▶ _TASK OBJECTIVE_
Start to finish, repeat the records exactly.

Records from a data collection
────────

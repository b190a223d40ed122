//! Configuration read from the repository's git configuration.
//!
//! All keys live in the `warden` section and are re-read on every invocation.
//!
//! # Configuration Keys
//!
//! ## Notification
//! - `warden.debug`: `true` prints notifications instead of sending them
//! - `warden.recipient`: Recipient mailbox, may be given several times
//! - `warden.from`: Sender mailbox
//! - `warden.replyto`: Optional reply-to mailbox
//! - `warden.smtphost`, `warden.smtpport`: Mail relay (default `localhost:25`)
//! - `warden.smtptimeout`: Seconds to wait for the relay (default 5)
//! - `warden.timezone`: Zone used for timestamps (default `US/Eastern`)
//! - `warden.logdir`: Directory receiving the log files (default `/tmp`)
//!
//! ## Policy
//! - `warden.releasebranch`: The primary branch
//! - `warden.whitelistuser`: Users allowed to commit to other branches, may be given several times
//! - `warden.blacklistauthor`: Authors never allowed to commit, may be given several times

use std::path::PathBuf;

use chrono_tz::Tz;

use crate::ConfigError;

pub mod mail;
pub mod policy;

pub use mail::MailSettings;
pub use policy::PolicyConfig;

pub const DEBUG: &str = "warden.debug";
pub const RECIPIENT: &str = "warden.recipient";
pub const FROM: &str = "warden.from";
pub const REPLY_TO: &str = "warden.replyto";
pub const SMTP_HOST: &str = "warden.smtphost";
pub const SMTP_PORT: &str = "warden.smtpport";
pub const SMTP_TIMEOUT: &str = "warden.smtptimeout";
pub const TIMEZONE: &str = "warden.timezone";
pub const LOG_DIR: &str = "warden.logdir";
pub const RELEASE_BRANCH: &str = "warden.releasebranch";
pub const WHITELIST_USER: &str = "warden.whitelistuser";
pub const BLACKLIST_AUTHOR: &str = "warden.blacklistauthor";

const DEFAULT_TIMEZONE: &str = "US/Eastern";
const DEFAULT_LOG_DIR: &str = "/tmp";

/// Read access to configuration values.
pub trait ConfigProvider {
    /// The last value of `key`, if it is set.
    fn value(&self, key: &str) -> Result<Option<String>, ConfigError>;

    /// All values of a multi-valued `key`, in order; empty if unset.
    fn values(&self, key: &str) -> Result<Vec<String>, ConfigError>;
}

impl<C: ConfigProvider + ?Sized> ConfigProvider for &C {
    fn value(&self, key: &str) -> Result<Option<String>, ConfigError> {
        (**self).value(key)
    }

    fn values(&self, key: &str) -> Result<Vec<String>, ConfigError> {
        (**self).values(key)
    }
}

/// In-memory configuration, as parsed by `gix-config`.
impl ConfigProvider for gix_config::File<'_> {
    fn value(&self, key: &str) -> Result<Option<String>, ConfigError> {
        Ok(gix_config::File::string(self, key).map(|value| lossy(&value)))
    }

    fn values(&self, key: &str) -> Result<Vec<String>, ConfigError> {
        Ok(gix_config::File::strings(self, key)
            .unwrap_or_default()
            .iter()
            .map(|value| lossy(value))
            .filter(|value| !value.is_empty())
            .collect())
    }
}

fn lossy(value: &[u8]) -> String {
    String::from_utf8_lossy(value).trim().to_owned()
}

/// Settings needed before any notification can be sent.
///
/// Loading fails if the mail settings are incomplete; a hook then has no way of
/// reporting anything but a bare diagnostic.
#[derive(Debug, Clone)]
pub struct Settings {
    /// Print notifications instead of sending them.
    pub debug: bool,
    pub mail: MailSettings,
    /// Zone of the timestamps in notifications.
    pub timezone: Tz,
    pub log_dir: PathBuf,
}

impl Settings {
    pub fn load(config: &dyn ConfigProvider) -> Result<Self, ConfigError> {
        let debug = config.value(DEBUG)?.is_some_and(|value| value == "true");
        let timezone = match config.value(TIMEZONE)? {
            Some(name) => name.parse::<Tz>().map_err(|err| ConfigError::Invalid {
                key: TIMEZONE,
                value: name.clone(),
                reason: err.to_string(),
            })?,
            None => DEFAULT_TIMEZONE.parse::<Tz>().map_err(|err| ConfigError::Invalid {
                key: TIMEZONE,
                value: DEFAULT_TIMEZONE.into(),
                reason: err.to_string(),
            })?,
        };
        Ok(Self {
            debug,
            mail: MailSettings::load(config)?,
            timezone,
            log_dir: log_dir(config),
        })
    }
}

/// The log directory, falling back to the default on any problem.
///
/// Logging is set up before the remaining settings are validated.
pub fn log_dir(config: &dyn ConfigProvider) -> PathBuf {
    config
        .value(LOG_DIR)
        .ok()
        .flatten()
        .filter(|dir| !dir.is_empty())
        .map_or_else(|| PathBuf::from(DEFAULT_LOG_DIR), PathBuf::from)
}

────────

▶ _EXERCISE ANSWER_
repository b190a223d40ed122
//! Configuration read from the repository's git configuration.
//!
//! All keys live in the `warden` section and are re-read on every invocation.
//!
//! # Configuration Keys
//!
//! ## Notification
//! - `warden.debug`: `true` prints notifications instead of sending them
//! - `warden.recipient`: Recipient mailbox, may be given several times
//! - `warden.from`: Sender mailbox
//! - `warden.replyto`: Optional reply-to mailbox
//! - `warden.smtphost`, `warden.smtpport`: Mail relay (default `localhost:25`)
//! - `warden.smtptimeout`: Seconds to wait for the relay (default 5)
//! - `warden.timezone`: Zone used for timestamps (default `US/Eastern`)
//! - `warden.logdir`: Directory receiving the log files (default `/tmp`)
//!
//! ## Policy
//! - `warden.releasebranch`: The primary branch
//! - `warden.whitelistuser`: Users allowed to commit to other branches, may be given several times
//! - `warden.blacklistauthor`: Authors never allowed to commit, may be given several times

use std::path::PathBuf;

use chrono_tz::Tz;

use crate::ConfigError;

pub mod mail;
pub mod policy;

pub use mail::MailSettings;
pub use policy::PolicyConfig;

pub const DEBUG: &str = "warden.debug";
pub const RECIPIENT: &str = "warden.recipient";
pub const FROM: &str = "warden.from";
pub const REPLY_TO: &str = "warden.replyto";
pub const SMTP_HOST: &str = "warden.smtphost";
pub const SMTP_PORT: &str = "warden.smtpport";
pub const SMTP_TIMEOUT: &str = "warden.smtptimeout";
pub const TIMEZONE: &str = "warden.timezone";
pub const LOG_DIR: &str = "warden.logdir";
pub const RELEASE_BRANCH: &str = "warden.releasebranch";
pub const WHITELIST_USER: &str = "warden.whitelistuser";
pub const BLACKLIST_AUTHOR: &str = "warden.blacklistauthor";

const DEFAULT_TIMEZONE: &str = "US/Eastern";
const DEFAULT_LOG_DIR: &str = "/tmp";

/// Read access to configuration values.
pub trait ConfigProvider {
    /// The last value of `key`, if it is set.
    fn value(&self, key: &str) -> Result<Option<String>, ConfigError>;

    /// All values of a multi-valued `key`, in order; empty if unset.
    fn values(&self, key: &str) -> Result<Vec<String>, ConfigError>;
}

impl<C: ConfigProvider + ?Sized> ConfigProvider for &C {
    fn value(&self, key: &str) -> Result<Option<String>, ConfigError> {
        (**self).value(key)
    }

    fn values(&self, key: &str) -> Result<Vec<String>, ConfigError> {
        (**self).values(key)
    }
}

/// In-memory configuration, as parsed by `gix-config`.
impl ConfigProvider for gix_config::File<'_> {
    fn value(&self, key: &str) -> Result<Option<String>, ConfigError> {
        Ok(gix_config::File::string(self, key).map(|value| lossy(&value)))
    }

    fn values(&self, key: &str) -> Result<Vec<String>, ConfigError> {
        Ok(gix_config::File::strings(self, key)
            .unwrap_or_default()
            .iter()
            .map(|value| lossy(value))
            .filter(|value| !value.is_empty())
            .collect())
    }
}

fn lossy(value: &[u8]) -> String {
    String::from_utf8_lossy(value).trim().to_owned()
}

/// Settings needed before any notification can be sent.
///
/// Loading fails if the mail settings are incomplete; a hook then has no way of
/// reporting anything but a bare diagnostic.
#[derive(Debug, Clone)]
pub struct Settings {
    /// Print notifications instead of sending them.
    pub debug: bool,
    pub mail: MailSettings,
    /// Zone of the timestamps in notifications.
    pub timezone: Tz,
    pub log_dir: PathBuf,
}

impl Settings {
    pub fn load(config: &dyn ConfigProvider) -> Result<Self, ConfigError> {
        let debug = config.value(DEBUG)?.is_some_and(|value| value == "true");
        let timezone = match config.value(TIMEZONE)? {
            Some(name) => name.parse::<Tz>().map_err(|err| ConfigError::Invalid {
                key: TIMEZONE,
                value: name.clone(),
                reason: err.to_string(),
            })?,
            None => DEFAULT_TIMEZONE.parse::<Tz>().map_err(|err| ConfigError::Invalid {
                key: TIMEZONE,
                value: DEFAULT_TIMEZONE.into(),
                reason: err.to_string(),
            })?,
        };
        Ok(Self {
            debug,
            mail: MailSettings::load(config)?,
            timezone,
            log_dir: log_dir(config),
        })
    }
}

/// The log directory, falling back to the default on any problem.
///
/// Logging is set up before the remaining settings are validated.
pub fn log_dir(config: &dyn ConfigProvider) -> PathBuf {
    config
        .value(LOG_DIR)
        .ok()
        .flatten()
        .filter(|dir| !dir.is_empty())
        .map_or_else(|| PathBuf::from(DEFAULT_LOG_DIR), PathBuf::from)
}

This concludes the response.